J.-C. B. D’importants progrès ont été faits d’autant que la plupart des structures ­permettent aux salariés de consulter leurs relevés sur Internet. Groupama et la plupart des teneurs de compte ont mis en place ce type d’accès. Il faut surtout veiller à informer les épargnants s’agissant des cas de déblocage, ou de leur choix de placement. Nous observons que trop souvent la documentation sur l’épargne salariale est remise au salarié uniquement au moment de sa prise de poste. Groupama privilégie un fonctionnement en bonne intelligence avec la DRH pour mieux accompagner les collaborateurs dans la durée. Une bonne communication repose non seulement sur le contenu mais également sur le choix de la forme et du timing. 

Et comment les DRH peuvent-ils communiquer autour de l’épargne salariale ? 

G. M. L’épargne salariale accompagne les différents moments de vie d’un salarié. Pour le PEE, il existe plusieurs cas de déblocage et nombre d’entre eux sont positifs : le mariage, l’achat de la résidence principale, la naissance du troisième enfant… Le Perco prépare à la retraite mais pas uniquement, avec une possibilité de débloquer l’épargne, comme sur le PEE, pour l’acquisition de la résidence principale. Un discours positif et motivant peut donc être construit pour communiquer sur l’intérêt de ces dispositifs pour les salariés. Bien sûr, il faut aussi évoquer l’avantage fiscal et social qu’ils constituent, tant pour l’employeur que pour le salarié. 

Peuvent-ils également conseiller leurs ­salariés sur le placement de leur épargne salariale ? 
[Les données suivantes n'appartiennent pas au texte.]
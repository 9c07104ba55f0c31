pub mod cli;
pub mod toml_config;

pub use self::toml_config::TomlConfig;

use crate::domain::ports::ConfigProvider;
use crate::utils::error::Result;
use crate::utils::validation::{
    self, validate_non_empty_string, validate_positive_number, validate_url, Validate,
};
use serde::{Deserialize, Serialize};

#[cfg(feature = "cli")]
use clap::Parser;

pub const DEFAULT_MIN_FOLLOWERS: i64 = 1_000;
pub const DEFAULT_MAX_FOLLOWERS: i64 = 10_000_000_000;
pub const DEFAULT_MAX_SCAN_DEPTH: usize = 3;
pub const DEFAULT_MAX_INPUT_BYTES: u64 = 10 * 1024 * 1024;

/// Everything the pipeline stages key on. Passed into `process` explicitly so
/// the pipeline stays pure and testable.
#[derive(Debug, Clone, Serialize, Deserialize)]
#[serde(default)]
pub struct ParserConfig {
    /// Inclusive follower-count acceptance bounds.
    pub min_followers: i64,
    pub max_followers: i64,
    /// Recursion bound for the structure scan. Correctness constant: caps
    /// cost on pathological nesting.
    pub max_scan_depth: usize,
    /// Key the well-formed exports put the record array under.
    pub primary_key: String,
    /// Sub-object holding platform info (handle, bio, region).
    pub info_key: String,
    /// Sub-object holding statistics, and the performance object inside it.
    pub stats_key: String,
    pub performance_key: String,
    /// Sub-object holding pricing data.
    pub pricing_key: String,
    /// Required identifier field; records without it are dropped.
    pub id_field: String,
    /// Field names whose presence marks an element as a creator record.
    pub recognized_fields: Vec<String>,
    pub profile_url_prefix: String,
    /// Sentinel display name for records without a handle.
    pub unknown_name: String,
}

impl Default for ParserConfig {
    fn default() -> Self {
        Self {
            min_followers: DEFAULT_MIN_FOLLOWERS,
            max_followers: DEFAULT_MAX_FOLLOWERS,
            max_scan_depth: DEFAULT_MAX_SCAN_DEPTH,
            primary_key: "creators".to_string(),
            info_key: "creatorTTInfo".to_string(),
            stats_key: "statisticData".to_string(),
            performance_key: "overallPerformance".to_string(),
            pricing_key: "esData".to_string(),
            id_field: "aioCreatorID".to_string(),
            recognized_fields: vec![
                "aioCreatorID".to_string(),
                "creatorTTInfo".to_string(),
                "statisticData".to_string(),
                "nickName".to_string(),
                "handleName".to_string(),
                "bio".to_string(),
                "followerCount".to_string(),
                "name".to_string(),
                "username".to_string(),
                "followers".to_string(),
                "id".to_string(),
            ],
            profile_url_prefix: "https://www.tiktok.com/@".to_string(),
            unknown_name: "unknown".to_string(),
        }
    }
}

impl ParserConfig {
    pub fn with_bounds(min_followers: i64, max_followers: i64) -> Self {
        Self {
            min_followers,
            max_followers,
            ..Self::default()
        }
    }
}

impl Validate for ParserConfig {
    fn validate(&self) -> Result<()> {
        if self.min_followers > self.max_followers {
            return Err(crate::utils::error::ImportError::InvalidConfigValueError {
                field: "min_followers".to_string(),
                value: self.min_followers.to_string(),
                reason: format!("must not exceed max_followers ({})", self.max_followers),
            });
        }
        validate_positive_number("max_scan_depth", self.max_scan_depth, 1)?;
        validate_non_empty_string("primary_key", &self.primary_key)?;
        validate_non_empty_string("id_field", &self.id_field)?;
        validate_url("profile_url_prefix", &self.profile_url_prefix)?;
        if self.recognized_fields.is_empty() {
            return Err(crate::utils::error::ImportError::ConfigError {
                message: "recognized_fields cannot be empty".to_string(),
            });
        }
        Ok(())
    }
}

#[cfg(feature = "cli")]
#[derive(Debug, Clone, Parser)]
#[command(name = "creator-etl")]
#[command(about = "Recovers and normalizes creator records from messy JSON exports")]
pub struct CliConfig {
    #[arg(long, help = "Path to the JSON export to ingest")]
    pub input: String,

    #[arg(long, default_value = "./output")]
    pub output_path: String,

    #[arg(long, value_delimiter = ',', default_value = "tsv,json")]
    pub formats: Vec<String>,

    #[arg(long, default_value_t = DEFAULT_MIN_FOLLOWERS)]
    pub min_followers: i64,

    #[arg(long, default_value_t = DEFAULT_MAX_FOLLOWERS)]
    pub max_followers: i64,

    #[arg(long, help = "Bundle outputs into a timestamped zip archive")]
    pub bundle: bool,

    #[arg(long, help = "Count records whose id was already seen in this run")]
    pub dedup: bool,

    #[arg(long, default_value_t = DEFAULT_MAX_INPUT_BYTES, help = "Maximum input size in bytes")]
    pub max_input_bytes: u64,

    #[arg(long, help = "Path to a TOML config file (overrides other flags)")]
    pub config: Option<String>,

    #[arg(long, help = "Enable verbose output")]
    pub verbose: bool,
}

#[cfg(feature = "cli")]
impl ConfigProvider for CliConfig {
    fn input_path(&self) -> &str {
        &self.input
    }

    fn output_path(&self) -> &str {
        &self.output_path
    }

    fn output_formats(&self) -> &[String] {
        &self.formats
    }

    fn bundle_outputs(&self) -> bool {
        self.bundle
    }

    fn count_duplicates(&self) -> bool {
        self.dedup
    }

    fn max_input_bytes(&self) -> u64 {
        self.max_input_bytes
    }

    fn parser_config(&self) -> ParserConfig {
        ParserConfig::with_bounds(self.min_followers, self.max_followers)
    }
}

#[cfg(feature = "cli")]
impl Validate for CliConfig {
    fn validate(&self) -> Result<()> {
        validation::validate_path("input", &self.input)?;
        validation::validate_path("output_path", &self.output_path)?;
        validation::validate_output_formats("formats", &self.formats)?;
        self.parser_config().validate()
    }
}
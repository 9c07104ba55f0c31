//! Locates the creator record array inside a document of unknown shape.
//! Well-formed exports put it under a known top-level key; everything else
//! goes through a bounded recursive walk that scores every array it finds.

use crate::config::ParserConfig;
use crate::utils::error::{ImportError, Result};
use serde_json::Value;

/// Which route located the record array.
#[derive(Debug, Clone, PartialEq, Eq)]
pub enum ScanPath {
    /// Found under the configured primary key.
    Primary,
    /// Found by the recursive walk, at the given dotted path.
    Discovered { path: String },
}

#[derive(Debug, Clone)]
pub struct ScanOutcome {
    /// Qualifying elements of the winning array, in document order.
    pub records: Vec<Value>,
    pub path: ScanPath,
}

/// An array met during the walk, with its qualifying elements. Lives only
/// for the duration of one scan.
struct CandidateArray {
    path: String,
    qualifying: Vec<Value>,
    total: usize,
}

// Image metadata rides along in some exports; these two fields together mark
// an element as an image, not a creator.
const IMAGE_FORMAT_FIELD: &str = "format";
const IMAGE_URL_FIELD: &str = "imageUrl";

pub fn find_record_array(root: &Value, config: &ParserConfig) -> Result<ScanOutcome> {
    if !matches!(root, Value::Object(_) | Value::Array(_)) {
        return Err(ImportError::InvalidInput(
            "document root is not an object or array".to_string(),
        ));
    }

    if let Some(items) = root.get(&config.primary_key).and_then(Value::as_array) {
        let qualifying: Vec<Value> = items
            .iter()
            .filter(|item| qualifies(item, config))
            .cloned()
            .collect();
        if !qualifying.is_empty() {
            tracing::debug!(
                count = qualifying.len(),
                total = items.len(),
                "record array found under primary key"
            );
            return Ok(ScanOutcome {
                records: qualifying,
                path: ScanPath::Primary,
            });
        }
    }

    tracing::debug!("no primary record array, walking document structure");
    let mut candidates = Vec::new();
    collect_arrays(root, String::new(), 0, config, &mut candidates);

    for candidate in &candidates {
        tracing::debug!(
            path = %candidate.path,
            qualifying = candidate.qualifying.len(),
            total = candidate.total,
            "candidate array"
        );
    }

    // strict greater-than keeps the first-encountered candidate on ties
    let best = candidates
        .into_iter()
        .reduce(|best, current| {
            if current.qualifying.len() > best.qualifying.len() {
                current
            } else {
                best
            }
        });

    match best {
        Some(candidate) => {
            tracing::info!(
                path = %candidate.path,
                count = candidate.qualifying.len(),
                "best candidate array selected"
            );
            Ok(ScanOutcome {
                records: candidate.qualifying,
                path: ScanPath::Discovered {
                    path: candidate.path,
                },
            })
        }
        None => Err(ImportError::NoRecordsFound),
    }
}

/// Depth-first, insertion-order walk. Arrays are terminal candidates (their
/// elements are records, not containers to descend into); only objects are
/// descended, up to the configured depth.
fn collect_arrays(
    node: &Value,
    path: String,
    depth: usize,
    config: &ParserConfig,
    out: &mut Vec<CandidateArray>,
) {
    if depth > config.max_scan_depth {
        return;
    }

    match node {
        Value::Array(items) => {
            let qualifying: Vec<Value> = items
                .iter()
                .filter(|item| qualifies(item, config))
                .cloned()
                .collect();
            if !qualifying.is_empty() {
                out.push(CandidateArray {
                    path,
                    qualifying,
                    total: items.len(),
                });
            }
        }
        Value::Object(map) => {
            for (key, value) in map {
                let child_path = if path.is_empty() {
                    key.clone()
                } else {
                    format!("{}.{}", path, key)
                };
                collect_arrays(value, child_path, depth + 1, config, out);
            }
        }
        _ => {}
    }
}

/// Loose membership test: an element counts as a creator record when any
/// recognized field shows up directly, under the platform-info sub-object,
/// or under the overall-performance statistics. Export shapes vary too much
/// for anything stricter.
pub fn qualifies(element: &Value, config: &ParserConfig) -> bool {
    let Value::Object(map) = element else {
        return false;
    };

    if map.contains_key(IMAGE_FORMAT_FIELD) && map.contains_key(IMAGE_URL_FIELD) {
        return false;
    }

    let info = map.get(&config.info_key);
    let performance = map
        .get(&config.stats_key)
        .and_then(|stats| stats.get(&config.performance_key));

    config.recognized_fields.iter().any(|field| {
        map.contains_key(field.as_str())
            || info.map_or(false, |i| i.get(field).is_some())
            || performance.map_or(false, |p| p.get(field).is_some())
    })
}
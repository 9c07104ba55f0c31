use anyhow::Result;
use creator_etl::{
    find_record_array, process, process_with_store, repair, ImportError, MemoryDedupStore,
    ParserConfig, RecordId, RepairStage, ScanPath,
};
use serde_json::json;

fn bounds_config() -> ParserConfig {
    ParserConfig::with_bounds(1000, 1_000_000_000)
}

#[test]
fn test_well_formed_export_is_normalized() -> Result<()> {
    // the canonical well-formed shape the export tool produces
    let input = r#"{"creators":[{"aioCreatorID":"c1","creatorTTInfo":{"handleName":"h1","bio":"hi a@b.com"},"statisticData":{"overallPerformance":{"followerCount":5000}}}]}"#;

    let summary = process(input, &bounds_config())?;

    assert_eq!(summary.total, 1);
    assert_eq!(summary.accepted, 1);
    assert_eq!(summary.filtered, 0);
    assert_eq!(summary.duplicates, 0);

    let record = &summary.processed_records[0];
    assert_eq!(record.identifier, RecordId::Text("c1".to_string()));
    assert_eq!(record.display_name, "h1");
    assert_eq!(record.email.as_deref(), Some("a@b.com"));
    assert_eq!(record.follower_count, 5000);
    assert_eq!(record.profile_url, "https://www.tiktok.com/@h1");
    Ok(())
}

#[test]
fn test_low_follower_record_filtered_but_kept() -> Result<()> {
    let input = r#"{"creators":[{"aioCreatorID":"c1","creatorTTInfo":{"handleName":"h1","bio":"hi a@b.com"},"statisticData":{"overallPerformance":{"followerCount":500}}}]}"#;

    let summary = process(input, &bounds_config())?;

    assert_eq!(summary.total, 1);
    assert_eq!(summary.accepted, 0);
    assert_eq!(summary.filtered, 1);
    assert_eq!(summary.processed_records.len(), 1);
    assert_eq!(summary.processed_records[0].follower_count, 500);
    Ok(())
}

#[test]
fn test_truncated_export_still_processes() -> Result<()> {
    // cut off mid-string, as pasted from a stalled export
    let input = r#"{"creators":[{"aioCreatorID":"c1","bio":"trunc..."#;

    let summary = process(input, &bounds_config())?;

    assert_eq!(summary.total, 1);
    assert_eq!(summary.accepted, 0);
    assert_eq!(summary.filtered, 1);
    assert_eq!(
        summary.processed_records[0].identifier,
        RecordId::Text("c1".to_string())
    );
    Ok(())
}

#[test]
fn test_nested_array_found_without_primary_key() -> Result<()> {
    let input = json!({
        "meta": {
            "items": [
                {"aioCreatorID": "x", "statisticData": {"overallPerformance": {"followerCount": 2000}}},
                {"aioCreatorID": "y", "statisticData": {"overallPerformance": {"followerCount": 3000}}}
            ]
        }
    });

    let summary = process(&input.to_string(), &bounds_config())?;
    assert_eq!(summary.total, 2);
    assert_eq!(summary.accepted, 2);

    let outcome = find_record_array(&input, &bounds_config())?;
    assert_eq!(
        outcome.path,
        ScanPath::Discovered {
            path: "meta.items".to_string()
        }
    );
    Ok(())
}

#[test]
fn test_primary_key_short_circuits_structure_scan() -> Result<()> {
    // the walk would prefer the bigger nested array; the primary key must win
    let input = json!({
        "creators": [{"aioCreatorID": "c1"}],
        "meta": {
            "items": [
                {"aioCreatorID": "x"},
                {"aioCreatorID": "y"},
                {"aioCreatorID": "z"}
            ]
        }
    });

    let outcome = find_record_array(&input, &bounds_config())?;
    assert_eq!(outcome.path, ScanPath::Primary);

    let summary = process(&input.to_string(), &bounds_config())?;
    assert_eq!(summary.total, 1);
    assert_eq!(
        summary.processed_records[0].identifier,
        RecordId::Text("c1".to_string())
    );
    Ok(())
}

#[test]
fn test_repair_is_transparent_to_downstream_stages() -> Result<()> {
    let corrupted = r#"{"creators":[{"aioCreatorID":"c1","creatorTTInfo":{"handleName":"h1","bio":"hi a@b.com"},"statisticData":{"overallPerformance":{"followerCount":5000,"engagementRate":0.05"#;

    let repaired = repair(corrupted)?;
    assert_eq!(repaired.stage, RepairStage::Rewritten);

    // a strict-only rerun over the repaired text must agree with the full run
    let from_corrupted = process(corrupted, &bounds_config())?;
    let from_repaired = process(&repaired.text, &bounds_config())?;
    assert_eq!(from_corrupted, from_repaired);
    Ok(())
}

#[test]
fn test_pipeline_output_round_trips_without_repair() -> Result<()> {
    let input = r#"{"creators":[{"aioCreatorID":"c1","creatorTTInfo":{"handleName":"h1","bio":"hi a@b.com"},"statisticData":{"overallPerformance":{"followerCount":5000}}}]}"#;
    let summary = process(input, &bounds_config())?;

    let serialized = serde_json::to_string(&summary)?;
    let repaired = repair(&serialized)?;
    assert_eq!(repaired.stage, RepairStage::Strict);
    assert_eq!(repaired.value, serde_json::to_value(&summary)?);
    Ok(())
}

#[test]
fn test_follower_bounds_inclusive_at_both_ends() -> Result<()> {
    let creator = |id: &str, followers: i64| {
        json!({
            "aioCreatorID": id,
            "statisticData": {"overallPerformance": {"followerCount": followers}}
        })
    };
    let input = json!({
        "creators": [
            creator("below", 999),
            creator("at-min", 1000),
            creator("at-max", 10_000),
            creator("above", 10_001)
        ]
    })
    .to_string();

    let summary = process(&input, &ParserConfig::with_bounds(1000, 10_000))?;
    assert_eq!(summary.total, 4);
    assert_eq!(summary.accepted, 2);
    assert_eq!(summary.filtered, 2);
    Ok(())
}

#[test]
fn test_element_without_identifier_dropped_entirely() -> Result<()> {
    let input = json!({
        "creators": [
            {
                "creatorTTInfo": {"handleName": "h1", "bio": "a@b.com"},
                "statisticData": {"overallPerformance": {"followerCount": 5000}}
            },
            {"aioCreatorID": "c2", "statisticData": {"overallPerformance": {"followerCount": 5000}}}
        ]
    })
    .to_string();

    let summary = process(&input, &bounds_config())?;
    assert_eq!(summary.total, 1);
    assert_eq!(
        summary.processed_records[0].identifier,
        RecordId::Text("c2".to_string())
    );
    Ok(())
}

#[test]
fn test_duplicate_ids_demoted_with_store() -> Result<()> {
    let creator = |id: &str| {
        json!({
            "aioCreatorID": id,
            "statisticData": {"overallPerformance": {"followerCount": 5000}}
        })
    };
    let input = json!({"creators": [creator("a"), creator("a"), creator("b")]}).to_string();

    let mut store = MemoryDedupStore::new();
    let summary = process_with_store(&input, &bounds_config(), &mut store)?;
    assert_eq!(summary.total, 3);
    assert_eq!(summary.accepted, 2);
    assert_eq!(summary.duplicates, 1);
    assert_eq!(summary.processed_records.len(), 3);
    Ok(())
}

#[test]
fn test_scalar_document_is_invalid_input() {
    let err = process("42", &bounds_config()).unwrap_err();
    assert!(matches!(err, ImportError::InvalidInput(_)));
}

#[test]
fn test_hopeless_input_is_unrecoverable() {
    let err = process("complete garbage, no structure at all", &bounds_config()).unwrap_err();
    assert!(matches!(err, ImportError::UnrecoverableInput(_)));
}

#[test]
fn test_document_without_records_reports_none_found() {
    let err = process(r#"{"meta": {"version": 2}}"#, &bounds_config()).unwrap_err();
    assert!(matches!(err, ImportError::NoRecordsFound));
}
pub mod config;
pub mod core;
pub mod domain;
pub mod utils;

#[cfg(feature = "cli")]
pub use crate::config::CliConfig;

pub use crate::config::{cli::LocalStorage, ParserConfig, TomlConfig};
pub use crate::core::engine::ImportEngine;
pub use crate::core::filter::{classify, FollowerBounds, Outcome};
pub use crate::core::normalize::normalize;
pub use crate::core::pipeline::{process, process_with_store, CreatorPipeline};
pub use crate::core::profiles::{import_profiles, ProfileRow};
pub use crate::core::repair::{repair, RepairStage, Repaired};
pub use crate::core::scanner::{find_record_array, ScanOutcome, ScanPath};
pub use crate::domain::model::{CreatorRecord, ImportSummary, RecordId};
pub use crate::domain::ports::{ConfigProvider, DedupStore, MemoryDedupStore, Pipeline, Storage};
pub use crate::utils::error::{ImportError, Result};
J.-C. B. Non, pas vraiment, même si souvent les salariés se tournent vers les DRH à ce moment-là. Quand bien même ils auraient la formation adéquate, les DRH n’ont pas le droit de conseiller individuellement un salarié. Ce n’est d’ailleurs pas leur rôle. Toutefois Groupama organise, à la demande des DRH, des interventions en entreprise pour éclairer la prise de décision et expliquer aux collaborateurs des notions générales telles que les principes de base de la diversification financière, la relation entre le rendement et le risque, ou encore les questions qu’ils doivent se poser en choisissant leur placement. C’est une démarche appréciée des collaborateurs, qui leur permet de prendre des décisions éclairées.